Il traffico aereo ha iniziato a riprendere solo a partire da luglio 2020. In base al regime, che sarà aperto agli operatori degli aeroporti rumeni con un traffico annuale di passeggeri compreso tra 200,000 e 3 milioni, le autorità rumene potranno compensare tali aeroporti per le perdite nette subite durante il periodo compreso tra il 16 marzo e il 30 giugno 2020. a seguito delle misure restrittive sui servizi di trasporto aereo internazionale e nazionale attuate dalla Romania e da altri paesi.

Il sostegno assumerà la forma di sovvenzioni dirette. La Commissione ha valutato la misura ai sensi dell'art 107 (2) (b) del Trattato sul Funzionamento dell'Unione Europea, che consente alla Commissione di approvare misure di aiuti di Stato concesse dagli Stati membri per risarcire le imprese dei danni direttamente causati da eventi eccezionali, come l'epidemia di coronavirus. La Commissione ha riscontrato che il regime rumeno fornirà un risarcimento per i danni direttamente collegati allo scoppio del coronavirus. Ha inoltre riscontrato che la misura è proporzionata, poiché il risarcimento non supera quanto necessario per riparare il danno.
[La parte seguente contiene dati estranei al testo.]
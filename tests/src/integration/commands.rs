//! Command dispatch: single handler, deadlines, error propagation.

#[cfg(test)]
mod tests {
    use crate::fixtures::*;
    use async_trait::async_trait;
    use layer_bus::{
        BusConfig, BusError, Command, CommandHandler, HandlerResult, Layer, MessageKind,
        RegistrationOptions,
    };
    use std::sync::atomic::{AtomicU64, Ordering};
    use std::time::Duration;
    use tokio::time::Instant;

    struct UserService {
        next_id: AtomicU64,
    }

    #[async_trait]
    impl CommandHandler<CreateUser> for UserService {
        type Output = UserView;

        async fn handle(&self, command: Command<CreateUser>) -> HandlerResult<UserView> {
            if command.payload.name.is_empty() {
                return Err("name must not be empty".into());
            }
            Ok(UserView {
                user_id: self.next_id.fetch_add(1, Ordering::SeqCst) + 1,
                name: command.payload.name,
            })
        }
    }

    fn create(name: &str) -> Command<CreateUser> {
        Command::new(Layer::Application, CreateUser { name: name.into() }).to(Layer::Domain)
    }

    #[tokio::test]
    async fn test_trait_handler_roundtrip() {
        let bus = bus_with(BusConfig::default());
        let registration = bus
            .handle_command::<CreateUser, _>(UserService {
                next_id: AtomicU64::new(0),
            })
            .unwrap();
        assert_eq!(registration.kind(), MessageKind::Command);

        let first: UserView = bus.send(create("ada")).await.unwrap();
        let second: UserView = bus.send(create("grace")).await.unwrap();
        assert_eq!(first.user_id, 1);
        assert_eq!(second, UserView { user_id: 2, name: "grace".into() });

        let snapshot = bus.metrics();
        assert_eq!(snapshot.published, 2);
        assert_eq!(snapshot.processed, 2);
        assert_eq!(snapshot.errors, 0);
    }

    #[tokio::test]
    async fn test_duplicate_registration_keeps_first_handler() {
        let bus = bus_with(BusConfig::default());
        bus.handle_command_fn(|_: Command<CreateUser>| async { HandlerResult::Ok("first") })
            .unwrap();

        let second = bus.handle_command_fn(|_: Command<CreateUser>| async { HandlerResult::Ok("second") });
        assert!(matches!(
            second,
            Err(BusError::HandlerAlreadyRegistered { kind: MessageKind::Command, .. })
        ));

        let reply: &'static str = bus.send(create("ada")).await.unwrap();
        assert_eq!(reply, "first");
        assert_eq!(bus.introspect().command_types.len(), 1);
    }

    #[tokio::test]
    async fn test_unregister_frees_slot() {
        let bus = bus_with(BusConfig::default());
        let first = bus
            .handle_command_fn(|_: Command<CreateUser>| async { HandlerResult::Ok(1u8) })
            .unwrap();
        assert!(first.unregister());
        assert!(!first.is_active());

        let missing: Result<u8, BusError> = bus.send(create("ada")).await;
        assert!(matches!(missing, Err(BusError::NoHandlerRegistered { .. })));

        bus.handle_command_fn(|_: Command<CreateUser>| async { HandlerResult::Ok(2u8) })
            .unwrap();
        let reply: u8 = bus.send(create("ada")).await.unwrap();
        assert_eq!(reply, 2);
    }

    #[tokio::test]
    async fn test_no_handler() {
        let bus = bus_with(BusConfig::default());
        let result: Result<(), BusError> = bus.send(create("ada")).await;
        match result {
            Err(BusError::NoHandlerRegistered { kind, payload_type }) => {
                assert_eq!(kind, MessageKind::Command);
                assert!(payload_type.ends_with("CreateUser"));
            }
            other => panic!("unexpected {other:?}"),
        }
        assert_eq!(bus.metrics().errors, 1);
    }

    #[tokio::test]
    async fn test_handler_error_becomes_execution_failed() {
        let bus = bus_with(BusConfig::default());
        bus.handle_command::<CreateUser, _>(UserService {
            next_id: AtomicU64::new(0),
        })
        .unwrap();

        let result: Result<UserView, BusError> = bus.send(create("")).await;
        assert_eq!(
            result,
            Err(BusError::ExecutionFailed {
                reason: "name must not be empty".into()
            })
        );
    }

    #[tokio::test]
    async fn test_typed_bus_error_passes_through() {
        let bus = bus_with(BusConfig::default());
        bus.handle_command_fn(|_: Command<CreateUser>| async {
            HandlerResult::<()>::Err(BusError::type_mismatch("domain invariant").into())
        })
        .unwrap();

        let result: Result<(), BusError> = bus.send(create("ada")).await;
        assert_eq!(result, Err(BusError::type_mismatch("domain invariant")));
    }

    #[tokio::test(start_paused = true)]
    async fn test_timeout_fires_at_configured_deadline() {
        let bus = bus_with(BusConfig {
            default_command_timeout: Duration::from_millis(250),
            ..BusConfig::default()
        });
        bus.handle_command_fn(|_: Command<Stall>| async {
            std::future::pending::<()>().await;
            HandlerResult::Ok(())
        })
        .unwrap();

        let started = Instant::now();
        let result: Result<(), BusError> = bus.send(Command::new(Layer::Domain, Stall)).await;
        let elapsed = started.elapsed();

        assert_eq!(
            result,
            Err(BusError::Timeout {
                timeout: Duration::from_millis(250)
            })
        );
        assert!(elapsed >= Duration::from_millis(250));
        assert!(elapsed < Duration::from_millis(260));
        let snapshot = bus.metrics();
        assert_eq!(snapshot.timeouts, 1);
        assert_eq!(snapshot.errors, 1);
    }

    #[tokio::test(start_paused = true)]
    async fn test_metadata_timeout_overrides_default() {
        let bus = bus_with(BusConfig::default());
        bus.handle_command_fn(|_: Command<Stall>| async {
            tokio::time::sleep(Duration::from_secs(1)).await;
            HandlerResult::Ok(())
        })
        .unwrap();

        let quick: Result<(), BusError> = bus
            .send(Command::new(Layer::Domain, Stall).with_timeout(Duration::from_millis(50)))
            .await;
        assert!(matches!(quick, Err(BusError::Timeout { .. })));

        let patient: Result<(), BusError> = bus.send(Command::new(Layer::Domain, Stall)).await;
        assert!(patient.is_ok());
    }

    #[tokio::test]
    async fn test_handler_id_does_not_change_dispatch() {
        let bus = bus_with(BusConfig::default());
        bus.handle_command_with::<CreateUser, _>(
            UserService {
                next_id: AtomicU64::new(41),
            },
            RegistrationOptions::new().with_handler_id("user-service"),
        )
        .unwrap();
        let view: UserView = bus.send(create("ada")).await.unwrap();
        assert_eq!(view.user_id, 42);
    }
}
Su questa base, la Commissione ha concluso che il regime è in linea con le norme dell'UE sugli aiuti di Stato. È possibile trovare ulteriori informazioni sulle azioni intraprese dalla Commissione per affrontare l'impatto economico della pandemia di coronavirus qui. La versione non riservata della decisione sarà resa disponibile con il numero SA.58676 nel registro degli aiuti di Stato sulla Commissione concorrenza sito Web una volta risolti tutti i problemi di riservatezza.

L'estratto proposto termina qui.